Stored items:
/---

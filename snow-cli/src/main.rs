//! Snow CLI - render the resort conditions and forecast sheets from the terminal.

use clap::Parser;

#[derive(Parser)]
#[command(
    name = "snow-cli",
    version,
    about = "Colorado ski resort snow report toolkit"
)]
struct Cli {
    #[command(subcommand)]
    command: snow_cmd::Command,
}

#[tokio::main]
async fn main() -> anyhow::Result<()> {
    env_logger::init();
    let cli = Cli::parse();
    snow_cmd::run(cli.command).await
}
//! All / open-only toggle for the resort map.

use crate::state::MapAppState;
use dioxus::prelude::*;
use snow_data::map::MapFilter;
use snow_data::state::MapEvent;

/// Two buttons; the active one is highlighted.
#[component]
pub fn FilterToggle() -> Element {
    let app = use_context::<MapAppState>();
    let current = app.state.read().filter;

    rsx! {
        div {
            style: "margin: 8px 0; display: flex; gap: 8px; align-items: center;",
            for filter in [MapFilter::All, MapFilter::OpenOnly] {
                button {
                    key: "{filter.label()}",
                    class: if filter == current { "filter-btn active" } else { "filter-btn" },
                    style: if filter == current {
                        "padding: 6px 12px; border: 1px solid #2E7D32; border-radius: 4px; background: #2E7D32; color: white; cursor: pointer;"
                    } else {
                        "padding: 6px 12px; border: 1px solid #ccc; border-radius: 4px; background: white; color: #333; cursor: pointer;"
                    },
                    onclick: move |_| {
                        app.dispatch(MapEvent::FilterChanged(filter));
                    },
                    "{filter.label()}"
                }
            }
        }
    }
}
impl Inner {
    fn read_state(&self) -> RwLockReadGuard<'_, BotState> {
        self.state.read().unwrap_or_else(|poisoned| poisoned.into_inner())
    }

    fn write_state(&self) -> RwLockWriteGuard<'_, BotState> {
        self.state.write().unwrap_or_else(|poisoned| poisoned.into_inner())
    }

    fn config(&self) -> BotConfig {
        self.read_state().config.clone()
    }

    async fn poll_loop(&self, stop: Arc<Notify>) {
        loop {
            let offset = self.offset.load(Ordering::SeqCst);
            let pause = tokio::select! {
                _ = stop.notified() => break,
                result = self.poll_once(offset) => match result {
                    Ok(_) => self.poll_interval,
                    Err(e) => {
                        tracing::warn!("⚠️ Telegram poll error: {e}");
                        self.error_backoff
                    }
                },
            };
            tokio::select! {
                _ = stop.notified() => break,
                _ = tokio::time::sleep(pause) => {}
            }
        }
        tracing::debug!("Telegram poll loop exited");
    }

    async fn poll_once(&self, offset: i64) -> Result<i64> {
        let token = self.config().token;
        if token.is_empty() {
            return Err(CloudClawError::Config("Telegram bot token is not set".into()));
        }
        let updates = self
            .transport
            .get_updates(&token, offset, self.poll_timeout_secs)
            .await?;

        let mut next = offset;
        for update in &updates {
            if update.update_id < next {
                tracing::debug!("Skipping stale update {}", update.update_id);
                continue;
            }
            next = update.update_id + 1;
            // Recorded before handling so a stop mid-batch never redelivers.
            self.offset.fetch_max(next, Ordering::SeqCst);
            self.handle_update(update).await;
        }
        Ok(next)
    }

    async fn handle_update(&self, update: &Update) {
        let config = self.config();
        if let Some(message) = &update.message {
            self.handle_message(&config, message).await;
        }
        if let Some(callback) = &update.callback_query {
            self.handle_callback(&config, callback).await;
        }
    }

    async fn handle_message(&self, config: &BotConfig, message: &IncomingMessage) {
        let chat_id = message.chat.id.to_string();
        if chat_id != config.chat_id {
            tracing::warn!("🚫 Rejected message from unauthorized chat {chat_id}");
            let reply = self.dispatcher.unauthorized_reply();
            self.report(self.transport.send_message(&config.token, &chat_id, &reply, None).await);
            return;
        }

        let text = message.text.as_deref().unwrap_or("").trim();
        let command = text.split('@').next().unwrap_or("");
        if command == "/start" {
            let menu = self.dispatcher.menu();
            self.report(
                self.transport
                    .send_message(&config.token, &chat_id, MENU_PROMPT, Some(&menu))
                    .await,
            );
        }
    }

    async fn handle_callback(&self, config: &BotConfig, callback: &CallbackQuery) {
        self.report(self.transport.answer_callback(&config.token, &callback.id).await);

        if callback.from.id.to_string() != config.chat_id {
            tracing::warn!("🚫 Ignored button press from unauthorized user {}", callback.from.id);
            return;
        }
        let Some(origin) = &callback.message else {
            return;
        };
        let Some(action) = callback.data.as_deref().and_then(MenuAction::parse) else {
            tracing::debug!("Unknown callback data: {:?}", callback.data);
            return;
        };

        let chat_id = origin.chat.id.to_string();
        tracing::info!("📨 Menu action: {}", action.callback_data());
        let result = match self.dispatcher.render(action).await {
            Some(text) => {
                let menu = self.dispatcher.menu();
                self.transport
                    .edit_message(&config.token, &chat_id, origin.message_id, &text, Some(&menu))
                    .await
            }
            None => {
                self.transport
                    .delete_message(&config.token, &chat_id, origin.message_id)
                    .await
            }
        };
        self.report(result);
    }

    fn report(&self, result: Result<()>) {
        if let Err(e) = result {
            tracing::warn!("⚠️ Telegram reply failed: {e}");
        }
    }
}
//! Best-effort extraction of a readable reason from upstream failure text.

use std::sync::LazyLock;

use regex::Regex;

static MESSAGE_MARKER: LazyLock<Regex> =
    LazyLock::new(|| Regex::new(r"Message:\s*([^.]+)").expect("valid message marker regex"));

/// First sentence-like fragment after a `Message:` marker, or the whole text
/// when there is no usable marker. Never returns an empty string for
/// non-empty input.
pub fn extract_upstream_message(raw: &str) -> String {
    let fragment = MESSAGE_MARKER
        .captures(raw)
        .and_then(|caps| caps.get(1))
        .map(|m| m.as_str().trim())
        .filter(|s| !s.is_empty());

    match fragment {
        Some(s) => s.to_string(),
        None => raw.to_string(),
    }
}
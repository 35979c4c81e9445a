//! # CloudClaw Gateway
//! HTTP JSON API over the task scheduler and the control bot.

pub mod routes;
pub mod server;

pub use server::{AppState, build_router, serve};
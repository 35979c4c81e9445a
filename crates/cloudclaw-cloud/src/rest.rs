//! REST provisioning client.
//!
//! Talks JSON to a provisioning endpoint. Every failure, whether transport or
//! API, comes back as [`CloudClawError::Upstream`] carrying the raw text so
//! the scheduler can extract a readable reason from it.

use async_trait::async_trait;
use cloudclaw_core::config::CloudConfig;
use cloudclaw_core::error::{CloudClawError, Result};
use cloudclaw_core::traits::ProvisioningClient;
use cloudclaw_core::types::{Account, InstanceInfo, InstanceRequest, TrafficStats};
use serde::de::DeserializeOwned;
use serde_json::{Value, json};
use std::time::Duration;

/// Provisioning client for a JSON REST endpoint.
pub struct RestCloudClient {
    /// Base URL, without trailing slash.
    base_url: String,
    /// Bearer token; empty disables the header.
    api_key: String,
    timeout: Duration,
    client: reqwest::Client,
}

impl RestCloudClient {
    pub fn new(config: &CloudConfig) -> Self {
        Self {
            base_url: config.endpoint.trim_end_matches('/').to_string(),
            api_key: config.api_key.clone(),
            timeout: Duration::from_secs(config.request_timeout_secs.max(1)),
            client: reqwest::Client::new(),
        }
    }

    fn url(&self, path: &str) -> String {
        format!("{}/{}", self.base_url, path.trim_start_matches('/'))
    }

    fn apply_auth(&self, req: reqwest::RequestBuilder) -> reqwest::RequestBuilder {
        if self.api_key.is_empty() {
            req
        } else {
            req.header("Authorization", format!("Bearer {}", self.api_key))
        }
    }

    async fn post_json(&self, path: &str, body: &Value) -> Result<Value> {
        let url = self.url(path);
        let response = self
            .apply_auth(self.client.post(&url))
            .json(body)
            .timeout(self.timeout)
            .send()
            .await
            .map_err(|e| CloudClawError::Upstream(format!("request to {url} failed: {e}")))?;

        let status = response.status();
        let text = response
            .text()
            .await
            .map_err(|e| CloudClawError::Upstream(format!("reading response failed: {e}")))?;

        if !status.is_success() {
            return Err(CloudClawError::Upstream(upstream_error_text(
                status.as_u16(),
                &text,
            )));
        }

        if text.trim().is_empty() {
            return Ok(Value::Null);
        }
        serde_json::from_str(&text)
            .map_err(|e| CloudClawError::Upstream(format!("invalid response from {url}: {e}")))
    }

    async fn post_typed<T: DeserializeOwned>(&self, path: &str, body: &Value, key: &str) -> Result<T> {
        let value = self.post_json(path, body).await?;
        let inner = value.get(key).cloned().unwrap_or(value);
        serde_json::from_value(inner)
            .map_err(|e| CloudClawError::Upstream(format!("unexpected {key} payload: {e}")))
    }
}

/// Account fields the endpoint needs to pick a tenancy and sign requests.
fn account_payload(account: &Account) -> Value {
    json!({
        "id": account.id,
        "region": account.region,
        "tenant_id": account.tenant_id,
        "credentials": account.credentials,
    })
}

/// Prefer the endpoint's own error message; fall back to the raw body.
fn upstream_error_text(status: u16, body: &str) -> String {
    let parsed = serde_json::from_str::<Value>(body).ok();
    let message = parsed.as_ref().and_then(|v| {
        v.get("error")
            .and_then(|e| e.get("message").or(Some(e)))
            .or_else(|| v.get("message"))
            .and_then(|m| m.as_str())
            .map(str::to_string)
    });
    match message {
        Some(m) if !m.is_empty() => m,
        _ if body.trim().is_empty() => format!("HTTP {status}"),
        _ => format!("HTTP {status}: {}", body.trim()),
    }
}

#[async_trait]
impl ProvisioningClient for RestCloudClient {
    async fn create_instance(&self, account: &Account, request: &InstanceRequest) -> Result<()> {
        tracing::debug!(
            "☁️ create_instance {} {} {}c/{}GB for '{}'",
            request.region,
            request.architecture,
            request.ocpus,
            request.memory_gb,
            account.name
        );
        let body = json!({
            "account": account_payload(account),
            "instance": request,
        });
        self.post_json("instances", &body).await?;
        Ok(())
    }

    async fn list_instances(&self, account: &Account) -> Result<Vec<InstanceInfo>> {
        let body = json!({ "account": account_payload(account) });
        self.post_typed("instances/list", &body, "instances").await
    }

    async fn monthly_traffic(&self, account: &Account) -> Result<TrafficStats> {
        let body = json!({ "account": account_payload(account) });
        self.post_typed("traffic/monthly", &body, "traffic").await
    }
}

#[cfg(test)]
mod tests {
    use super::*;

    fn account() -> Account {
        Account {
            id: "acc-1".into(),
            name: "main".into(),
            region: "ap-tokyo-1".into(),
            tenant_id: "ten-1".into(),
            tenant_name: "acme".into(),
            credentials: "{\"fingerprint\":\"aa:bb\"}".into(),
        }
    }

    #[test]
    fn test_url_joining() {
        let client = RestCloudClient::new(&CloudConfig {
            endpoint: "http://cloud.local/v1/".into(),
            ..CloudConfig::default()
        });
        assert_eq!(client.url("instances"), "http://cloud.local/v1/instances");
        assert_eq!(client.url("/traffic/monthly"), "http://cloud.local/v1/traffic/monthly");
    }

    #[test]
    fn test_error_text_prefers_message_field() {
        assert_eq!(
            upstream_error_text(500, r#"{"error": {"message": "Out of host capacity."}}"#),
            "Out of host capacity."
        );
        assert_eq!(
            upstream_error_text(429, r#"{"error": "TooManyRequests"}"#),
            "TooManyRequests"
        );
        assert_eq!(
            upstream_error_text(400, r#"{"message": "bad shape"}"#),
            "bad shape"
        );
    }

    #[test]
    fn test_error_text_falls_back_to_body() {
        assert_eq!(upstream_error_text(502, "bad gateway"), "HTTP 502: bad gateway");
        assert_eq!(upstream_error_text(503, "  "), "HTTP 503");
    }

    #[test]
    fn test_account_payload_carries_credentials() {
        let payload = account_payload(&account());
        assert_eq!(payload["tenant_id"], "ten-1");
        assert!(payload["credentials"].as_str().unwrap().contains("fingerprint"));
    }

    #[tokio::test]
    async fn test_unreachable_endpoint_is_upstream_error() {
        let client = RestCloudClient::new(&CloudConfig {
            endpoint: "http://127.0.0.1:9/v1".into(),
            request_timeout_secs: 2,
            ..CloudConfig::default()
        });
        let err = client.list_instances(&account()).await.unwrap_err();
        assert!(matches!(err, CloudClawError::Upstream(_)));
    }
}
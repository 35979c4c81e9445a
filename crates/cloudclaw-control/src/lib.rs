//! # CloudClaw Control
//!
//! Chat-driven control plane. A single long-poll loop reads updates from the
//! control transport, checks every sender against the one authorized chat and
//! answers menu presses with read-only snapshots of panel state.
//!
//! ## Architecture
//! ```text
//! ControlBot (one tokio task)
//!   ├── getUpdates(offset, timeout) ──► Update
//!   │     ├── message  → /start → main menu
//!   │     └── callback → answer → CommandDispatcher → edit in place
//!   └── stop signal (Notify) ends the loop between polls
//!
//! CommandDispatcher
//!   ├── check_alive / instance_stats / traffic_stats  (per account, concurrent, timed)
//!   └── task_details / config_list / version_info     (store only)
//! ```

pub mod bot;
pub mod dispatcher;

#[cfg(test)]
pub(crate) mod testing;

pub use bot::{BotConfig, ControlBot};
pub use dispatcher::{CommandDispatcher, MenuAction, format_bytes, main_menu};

\---

Using the data above, reproduce exactly the lines from the line that contains "serde_json::from_str(&text)" through the line that contains "serde_json::from_value(inner)", including both.

        serde_json::from_str(&text)
            .map_err(|e| CloudClawError::Upstream(format!("invalid response from {url}: {e}")))
    }

    async fn post_typed<T: DeserializeOwned>(&self, path: &str, body: &Value, key: &str) -> Result<T> {
        let value = self.post_json(path, body).await?;
        let inner = value.get(key).cloned().unwrap_or(value);
        serde_json::from_value(inner)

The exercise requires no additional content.